For the inhomogeneous case, we can use integrating factors (a method akin to variation of parameters). We seek a particular solution of the form yp(t) = exp(tA) z (t) :

\begin{align} \mathbf{y}_p'(t) & = (e^{tA})'\mathbf{z}(t)+e^{tA}\mathbf{z}'(t) \\[6pt] & = Ae^{tA}\mathbf{z}(t)+e^{tA}\mathbf{z}'(t) \\[6pt] & = A\mathbf{y}_p(t)+e^{tA}\mathbf{z}'(t). \end{align}

For yp to be a solution:

\begin{align} e^{tA}\mathbf{z}'(t) & = \mathbf{b}(t) \\[6pt] \mathbf{z}'(t) & = (e^{tA})^{-1}\mathbf{b}(t) \\[6pt] \mathbf{z}(t) & = \int_0^t e^{-uA}\mathbf{b}(u)\,du+\mathbf{c}. \end{align}

So,

\begin{align} \mathbf{y}_p(t) & {} = e^{tA}\int_0^t e^{-uA}\mathbf{b}(u)\,du+e^{tA}\mathbf{c} \\ & {} = \int_0^t e^{(t-u)A}\mathbf{b}(u)\,du+e^{tA}\mathbf{c} \end{align}

where c is determined by the initial conditions of the problem.

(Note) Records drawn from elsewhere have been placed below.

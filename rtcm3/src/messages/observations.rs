//! Legacy (pre-MSM) GPS/GLONASS observation messages: 1001-1004, 1010, 1012
//! (spec §3 "RTCM observation record", §4.D "legacy observation messages").

use crate::error::Error;
use bitstream::{BitReader, BitWriter};

/// A single satellite's legacy observation fields. Which of `l1`/`l2` are
/// populated depends on the message number (1001/1002: L1 only; 1003/1004,
/// 1010/1012: L1+L2).
#[derive(Debug, Clone, Copy, PartialEq)]
#[cfg_attr(feature = "serde", derive(serde::Serialize, serde::Deserialize))]
pub struct LegacyObservation {
    pub satellite: u8,
    pub l1_pseudorange_m: f64,
    pub l1_carrier_phase_cycles: Option<f64>,
    pub l1_lock_time_s: f64,
    pub l1_cnr_db_hz: Option<f64>,
    pub l1_pseudorange_ambiguity: u8,
    pub l2: Option<LegacyL2Observation>,
}

#[derive(Debug, Clone, Copy, PartialEq)]
#[cfg_attr(feature = "serde", derive(serde::Serialize, serde::Deserialize))]
pub struct LegacyL2Observation {
    pub code_indicator: u8,
    pub pseudorange_diff_m: f64,
    pub carrier_phase_cycles: Option<f64>,
    pub lock_time_s: f64,
    pub cnr_db_hz: Option<f64>,
}

#[derive(Debug, Clone, PartialEq)]
#[cfg_attr(feature = "serde", derive(serde::Serialize, serde::Deserialize))]
pub struct LegacyObservationMessage {
    pub msg_num: u16,
    pub station_id: u16,
    pub gps_tow_ms: u32,
    pub synchronous_gnss_flag: bool,
    pub divergence_free_smoothing: bool,
    pub smoothing_interval_code: u8,
    pub observations: Vec<LegacyObservation>,
}

const L1_WAVELENGTH_CYCLES_PER_M: f64 = 1.0; // carrier phase kept in native cycle units

fn has_l2(msg_num: u16) -> bool {
    matches!(msg_num, 1003 | 1004 | 1010 | 1012)
}

fn is_extended(msg_num: u16) -> bool {
    matches!(msg_num, 1002 | 1004 | 1012)
}

fn is_glonass(msg_num: u16) -> bool {
    matches!(msg_num, 1009 | 1010 | 1011 | 1012)
}

pub fn decode(msg_num: u16, payload: &[u8]) -> Result<LegacyObservationMessage, Error> {
    let mut r = BitReader::new(payload);
    let got = r.u(12)? as u16;
    if got != msg_num {
        return Err(Error::MessageTypeMismatch { expected: msg_num, got });
    }
    let station_id = r.u(12)? as u16;
    let gps_tow_ms = r.u(30)? as u32;
    let synchronous_gnss_flag = r.u(1)? == 1;
    let num_sats = r.u(5)? as usize;
    let divergence_free_smoothing = r.u(1)? == 1;
    let smoothing_interval_code = r.u(3)? as u8;

    let extended = is_extended(msg_num);
    let l2_present = has_l2(msg_num);
    let glonass = is_glonass(msg_num);

    let mut observations = Vec::with_capacity(num_sats);
    for _ in 0..num_sats {
        let satellite = r.u(6)? as u8;
        let code_indicator = r.u(1)? as u8;
        let _ = code_indicator;
        let pr_raw = r.u(24)? as u64;
        let l1_pseudorange_m = pr_raw as f64 * 0.02;
        let phase_diff_raw = r.s(20)?;
        let l1_carrier_phase_cycles = if phase_diff_raw == -(1 << 19) {
            None
        } else {
            Some((l1_pseudorange_m + phase_diff_raw as f64 * 0.0005) / L1_WAVELENGTH_CYCLES_PER_M)
        };
        let lock_raw = r.u(7)? as u8;
        let l1_lock_time_s = crate::time::legacy_lock_time_seconds(lock_raw);
        let l1_pseudorange_ambiguity = if extended { r.u(8)? as u8 } else { 0 };
        let l1_cnr_db_hz = if extended {
            let raw = r.u(8)? as u32;
            if raw == 0 {
                None
            } else {
                Some(raw as f64 * 0.25)
            }
        } else {
            None
        };
        let _ = glonass;

        let l2 = if l2_present {
            let l2_code_indicator = r.u(2)? as u8;
            let pr_diff_raw = r.s(14)?;
            let pseudorange_diff_m = pr_diff_raw as f64 * 0.02;
            let l2_phase_diff_raw = r.s(20)?;
            let carrier_phase_cycles = if l2_phase_diff_raw == -(1 << 19) {
                None
            } else {
                Some(l2_phase_diff_raw as f64 * 0.0005)
            };
            let l2_lock_raw = r.u(7)? as u8;
            let lock_time_s = crate::time::legacy_lock_time_seconds(l2_lock_raw);
            let cnr_db_hz = if extended {
                let raw = r.u(8)? as u32;
                if raw == 0 {
                    None
                } else {
                    Some(raw as f64 * 0.25)
                }
            } else {
                None
            };
            Some(LegacyL2Observation {
                code_indicator: l2_code_indicator,
                pseudorange_diff_m,
                carrier_phase_cycles,
                lock_time_s,
                cnr_db_hz,
            })
        } else {
            None
        };

        observations.push(LegacyObservation {
            satellite,
            l1_pseudorange_m,
            l1_carrier_phase_cycles,
            l1_lock_time_s,
            l1_cnr_db_hz,
            l1_pseudorange_ambiguity,
            l2,
        });
    }

    Ok(LegacyObservationMessage {
        msg_num,
        station_id,
        gps_tow_ms,
        synchronous_gnss_flag,
        divergence_free_smoothing,
        smoothing_interval_code,
        observations,
    })
}

pub fn encode(msg: &LegacyObservationMessage) -> Result<Vec<u8>, Error> {
    let mut w = BitWriter::new();
    w.u(msg.msg_num as u64, 12)?;
    w.u(msg.station_id as u64, 12)?;
    w.u(msg.gps_tow_ms as u64, 30)?;
    w.u(msg.synchronous_gnss_flag as u64, 1)?;
    w.u(msg.observations.len() as u64, 5)?;
    w.u(msg.divergence_free_smoothing as u64, 1)?;
    w.u(msg.smoothing_interval_code as u64, 3)?;

    let extended = is_extended(msg.msg_num);
    let l2_present = has_l2(msg.msg_num);

    for obs in &msg.observations {
        w.u(obs.satellite as u64, 6)?;
        w.u(0, 1)?; // code indicator, C/A by default
        w.u((obs.l1_pseudorange_m / 0.02).round() as u64 & 0xFF_FFFF, 24)?;
        let phase_raw = obs
            .l1_carrier_phase_cycles
            .map(|cyc| ((cyc * L1_WAVELENGTH_CYCLES_PER_M - obs.l1_pseudorange_m) / 0.0005).round() as i64)
            .unwrap_or(-(1 << 19));
        w.s(phase_raw, 20)?;
        w.u(crate::time::legacy_lock_time_indicator(obs.l1_lock_time_s) as u64, 7)?;
        if extended {
            w.u(obs.l1_pseudorange_ambiguity as u64, 8)?;
            let raw = obs.l1_cnr_db_hz.map(|v| (v / 0.25).round() as u64).unwrap_or(0);
            w.u(raw, 8)?;
        }
        if l2_present {
            let l2 = obs.l2.unwrap_or(LegacyL2Observation {
                code_indicator: 0,
                pseudorange_diff_m: 0.0,
                carrier_phase_cycles: None,
                lock_time_s: 0.0,
                cnr_db_hz: None,
            });
            w.u(l2.code_indicator as u64, 2)?;
            w.s((l2.pseudorange_diff_m / 0.02).round() as i64, 14)?;
            let l2_phase_raw = l2
                .carrier_phase_cycles
                .map(|cyc| (cyc / 0.0005).round() as i64)
                .unwrap_or(-(1 << 19));
            w.s(l2_phase_raw, 20)?;
            w.u(crate::time::legacy_lock_time_indicator(l2.lock_time_s) as u64, 7)?;
            if extended {
                let raw = l2.cnr_db_hz.map(|v| (v / 0.25).round() as u64).unwrap_or(0);
                w.u(raw, 8)?;
            }
        }
    }

    Ok(w.into_bytes())
}

#[cfg(test)]
mod tests {
    use super::*;

    fn sample(msg_num: u16) -> LegacyObservationMessage {
        LegacyObservationMessage {
            msg_num,
            station_id: 5,
            gps_tow_ms: 123_456,
            synchronous_gnss_flag: false,
            divergence_free_smoothing: false,
            smoothing_interval_code: 0,
            observations: vec![LegacyObservation {
                satellite: 12,
                l1_pseudorange_m: 22_000_000.0,
                l1_carrier_phase_cycles: Some(22_000_100.0),
                l1_lock_time_s: 100.0,
                l1_cnr_db_hz: if is_extended(msg_num) { Some(42.0) } else { None },
                l1_pseudorange_ambiguity: 0,
                l2: if has_l2(msg_num) {
                    Some(LegacyL2Observation {
                        code_indicator: 0,
                        pseudorange_diff_m: 1.0,
                        carrier_phase_cycles: Some(17_123_456.0),
                        lock_time_s: 72.0,
                        cnr_db_hz: if is_extended(msg_num) { Some(40.0) } else { None },
                    })
                } else {
                    None
                },
            }],
        }
    }

    #[test]
    fn msg_1001_round_trips() {
        let msg = sample(1001);
        let bytes = encode(&msg).unwrap();
        let decoded = decode(1001, &bytes).unwrap();
        assert_eq!(decoded.observations.len(), 1);
        assert_eq!(decoded.observations[0].satellite, 12);
        assert!(decoded.observations[0].l2.is_none());
    }

    #[test]
    fn msg_1004_round_trips_with_l2_and_cnr() {
        let msg = sample(1004);
        let bytes = encode(&msg).unwrap();
        let decoded = decode(1004, &bytes).unwrap();
        let obs = &decoded.observations[0];
        assert!(obs.l2.is_some());
        assert!(obs.l1_cnr_db_hz.is_some());
        assert!((obs.l1_pseudorange_m - 22_000_000.0).abs() < 0.02);
    }

    #[test]
    fn wrong_msg_num_rejected() {
        let msg = sample(1001);
        let bytes = encode(&msg).unwrap();
        let err = decode(1002, &bytes).unwrap_err();
        assert_eq!(err, Error::MessageTypeMismatch { expected: 1002, got: 1001 });
    }
}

More precisely, consider the equation

$Y'-A\ Y=F(t)$

with the initial condition $Y(t_0)=Y_0$, where

$A$ is an $n$ by $n$ complex matrix,

$F$ is a continuous function from some open interval $I$ to $\mathbb{C}^n$,

$t_0$ is a point of $I$, and

$Y_0$ is a vector of $\mathbb{C}^n$.

Left multiplying the above displayed equality by $e^{-tA}$, we get

$Y(t)=e^{(t-t_0)A}\ Y_0+\int_{t_0}^t e^{(t-x)A}\ F(x)\ dx.$

We claim that the solution to the equation

$P(d/dt)\ y = f(t)$

with the initial conditions $y^{(k)}(t_0)=y_k$ for $0\le k is

$y(t)=\sum_{k=0}^{n-1}\ y_k\ s_k(t-t_0)+\int_{t_0}^t s_{n-1}(t-x)\ f(x)\ dx,$

where the notation is as follows:

$P\in\mathbb{C}[X]$ is a monic polynomial of degree $n>0$,

$f$ is a continuous complex valued function defined on some open interval $I$,

$t_0$ is a point of $I$,

$y_k$ is a complex number, and

$s_k(t)$ is the coefficient of $X^k$ in the polynomial denoted by $S_t\in\mathbb{C}[X]$ in Subsection Alternative above.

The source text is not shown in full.